This was the explanation I was given, very early in my introduction to "digital echo", about why we record These Views in This Order. At the time, I was coming from a lab that did things proper: starting with the subcostal views. The only sense this new "parasternal images 1st" protocol made was that it supposedly made reading the studies easier.
Who is this protocol for anyhow?
I insist that the marriage of the image acquisition protocol with the ordered reviewing of said images is a potential liability. Always starting with the parasternal view is fine for most hearts— most hearts are nearly normal. The problem, in my opinion, with starting with the parasternal view is: it presumes that things are normal, or are nearly normal, or that I can at least make something up to look passably normal.
If things are not normal (this is what we're supposed to be particularly good with in Peds, isn't it?) this type of protocol presumes too much: that I already know enough about the heart to make some sense of the parasternal views. Try this on: what is the PLAX view for a patient with dextrocardia, DORV, and pulmonary atresia supposed to look like? How about HLHS? In order to record meaningful parasternal long axis views of these types of abnormal hearts, the sonographer has to either:
- immediately recognize the pathology from this one clip
- spend time scanning from subcostals and apicals first (in order to sort it out) then return to the "starting point"- the parasternal views.
The first option is not a fair predicament for most sonographers (including physicians), and the second- grossly inefficient.
The Images are for Physicians
Certainly, I appreciate that in order to report the anatomy, arrangement, size, and function of the examined heart some considerable structure is required. There must be images that support and document our conclusions. And, as we are increasingly moving towards structured reporting, the structure of the underlying, supporting images must also evolve. I have no problem with this, in fact, I embrace it. It's the "absence of evidence is not evidence of absence" philosophy, taken to it's logical conclusion. We don't want anyone to report anything that our images can't substantiate. The fact that physicians will determine and require a certain, precise collection of images is undisputed. They may choose and prefer to review them in any particular order. Bully for them.
Our obligation is to provide these images.
I simply prefer to do it in a manner that is most efficient for me.
The Protocol is for Sonographers
What is really needed to improve our exam consistency is a system that allows for the flexible acquisition of any prescribed (minimum) set of images. On a small scale, we are already doing this with stress echo, particularly with exercise stress echo: you grab what you can, when you can, and sort it out later. The order of collection is irrelevant, but the presentation of the images, in order, is everything. I can't tell you how many fetal echos I have done that would have been greatly improved by the ability to collect the images as I saw them, and then sort them into a logical arrangement later. Not to mention every "new blue" dextrocardia-aortic-atresia-single-ventricle-goat-wreck (Goat Rodeo + Train Wreck, contracted form), I have done since the inception of the current "parasternals 1st" protocol.

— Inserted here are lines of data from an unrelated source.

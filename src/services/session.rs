//! Drives the engine through a prompt service.
//!
//! The engine hands back [`Step::Confirm`] and waits; the session asks the
//! [`PromptService`], feeds the answer back and turns every failure into a
//! notice, so callers only ever see an [`Outcome`].

use std::path::PathBuf;

use super::engine::{ReconciliationEngine, Step};
use crate::error::AppError;
use crate::ledger::LedgerStore;
use crate::models::Category;
use crate::prompt::PromptService;

/// Final result of one user request.
#[derive(Debug)]
pub enum Outcome {
    Written { path: PathBuf, members: usize },
    Deleted { path: PathBuf },
    Cancelled,
    NothingToDelete,
    /// The request failed; the user has already been notified.
    Failed(AppError),
}

impl Outcome {
    pub fn is_failure(&self) -> bool {
        matches!(self, Outcome::Failed(_))
    }
}

/// Engine plus the prompt service answering its questions.
pub struct Session<S: LedgerStore, P: PromptService> {
    engine: ReconciliationEngine<S>,
    prompt: P,
}

impl<S: LedgerStore, P: PromptService> Session<S, P> {
    pub fn new(engine: ReconciliationEngine<S>, prompt: P) -> Self {
        Self { engine, prompt }
    }

    pub fn engine(&self) -> &ReconciliationEngine<S> {
        &self.engine
    }

    pub fn prompt(&self) -> &P {
        &self.prompt
    }

    pub fn generate(&mut self, category: Category) -> Outcome {
        let step = self.engine.request_generate(category);
        self.drive(step)
    }

    pub fn delete(&mut self, category: Category) -> Outcome {
        let step = self.engine.request_delete(category);
        self.drive(step)
    }

    /// Generate a category given by name.
    ///
    /// An unknown name is logged and reported as a failure.
    pub fn generate_named(&mut self, name: &str) -> Outcome {
        match name.parse::<Category>() {
            Ok(category) => self.generate(category),
            Err(e) => {
                tracing::error!(error = %e, "Ignoring generate request");
                Outcome::Failed(e)
            }
        }
    }

    /// Delete a category given by name.
    ///
    /// An unknown name is logged and reported as a failure.
    pub fn delete_named(&mut self, name: &str) -> Outcome {
        match name.parse::<Category>() {
            Ok(category) => self.delete(category),
            Err(e) => {
                tracing::error!(error = %e, "Ignoring delete request");
                Outcome::Failed(e)
            }
        }
    }

    fn drive(&mut self, mut step: Result<Step, AppError>) -> Outcome {
        loop {
            step = match step {
                Ok(Step::Confirm(confirmation)) => {
                    let answer = self.prompt.ask_yes_no(&confirmation.message);
                    self.engine.answer(answer)
                }
                Ok(Step::Written { path, members, .. }) => {
                    return Outcome::Written { path, members }
                }
                Ok(Step::Deleted { path, .. }) => return Outcome::Deleted { path },
                Ok(Step::Cancelled { .. }) => return Outcome::Cancelled,
                Ok(Step::NothingToDelete { category }) => {
                    self.prompt
                        .acknowledge(&format!("No {} file exists to delete.", category));
                    return Outcome::NothingToDelete;
                }
                Err(e) => {
                    tracing::error!(code = e.code(), error = %e, "Request failed");
                    self.prompt.acknowledge(&e.notice());
                    return Outcome::Failed(e);
                }
            };
        }
    }
}

#[cfg(test)]
mod tests {
    use super::*;
    use crate::codegen::PathResolver;
    use crate::ledger::MemoryLedgerStore;
    use crate::prompt::Answer;

    /// Replays canned answers and records every message shown.
    #[derive(Default)]
    struct Scripted {
        answers: Vec<Answer>,
        asked: Vec<String>,
        notices: Vec<String>,
    }

    impl PromptService for Scripted {
        fn ask_yes_no(&mut self, message: &str) -> Answer {
            self.asked.push(message.to_string());
            if self.answers.is_empty() {
                Answer::Dismissed
            } else {
                self.answers.remove(0)
            }
        }

        fn acknowledge(&mut self, message: &str) {
            self.notices.push(message.to_string());
        }
    }

    fn session(
        root: &std::path::Path,
        answers: Vec<Answer>,
    ) -> Session<MemoryLedgerStore, Scripted> {
        let engine = ReconciliationEngine::new(
            PathResolver::new(root),
            MemoryLedgerStore::default(),
            "Gen",
        )
        .unwrap()
        .with_source(Category::Layer, || vec!["Default".to_string(), "UI".to_string()]);
        Session::new(
            engine,
            Scripted {
                answers,
                ..Default::default()
            },
        )
    }

    #[test]
    fn test_overwrite_prompt_flow() {
        let dir = tempfile::tempdir().unwrap();
        let mut session = session(dir.path(), vec![Answer::Yes]);

        assert!(matches!(
            session.generate(Category::Layer),
            Outcome::Written { members: 2, .. }
        ));
        assert!(session.prompt().asked.is_empty());

        assert!(matches!(
            session.generate(Category::Layer),
            Outcome::Written { .. }
        ));
        assert_eq!(session.prompt().asked.len(), 1);
        assert!(session.prompt().asked[0].contains("Overwrite"));
        assert!(!session.engine().is_busy());
    }

    #[test]
    fn test_failures_become_notices() {
        let dir = tempfile::tempdir().unwrap();
        let mut session = session(dir.path(), vec![]);

        let outcome = session.generate(Category::Tag);
        assert!(outcome.is_failure());
        assert_eq!(session.prompt().notices.len(), 1);
        assert!(session.prompt().notices[0].starts_with("[NO_CONTENT]"));
    }

    #[test]
    fn test_nothing_to_delete_is_acknowledged() {
        let dir = tempfile::tempdir().unwrap();
        let mut session = session(dir.path(), vec![]);

        assert!(matches!(
            session.delete(Category::SortingLayer),
            Outcome::NothingToDelete
        ));
        assert_eq!(
            session.prompt().notices,
            vec!["No SortingLayer file exists to delete.".to_string()]
        );
        assert!(session.prompt().asked.is_empty());
    }

    #[test]
    fn test_unknown_category_is_a_no_op() {
        let dir = tempfile::tempdir().unwrap();
        let mut session = session(dir.path(), vec![]);

        let outcome = session.generate_named("material");
        assert!(matches!(outcome, Outcome::Failed(AppError::UndefinedCategory(_))));
        assert!(session.prompt().notices.is_empty());
        assert_eq!(session.engine().store().saves(), 0);
    }

    #[test]
    fn test_dismissed_delete_keeps_file() {
        let dir = tempfile::tempdir().unwrap();
        let mut session = session(dir.path(), vec![]);

        let Outcome::Written { path, .. } = session.generate(Category::Layer) else {
            panic!("expected write");
        };
        assert!(matches!(session.delete(Category::Layer), Outcome::Cancelled));
        assert!(path.exists());
        assert_eq!(session.engine().ledger().path(Category::Layer), Some(path.as_path()));
    }
}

I am eager to see what the new Philips iE33's SmartExams are all about.
- Philips' SmartExams announcement
- SmartExams introduced to cardiology by way of new iE33
- Philips appearing to work harder on this front than anyone else
Lately, I have been tinkering about with a collection of image acquisition protocols suitable for pediatric echo.
In addition to providing a basis for building our own structured, protocol-driven exams, I believe these could also turn into a fairly useful teaching tool (I still need more descriptions/images though).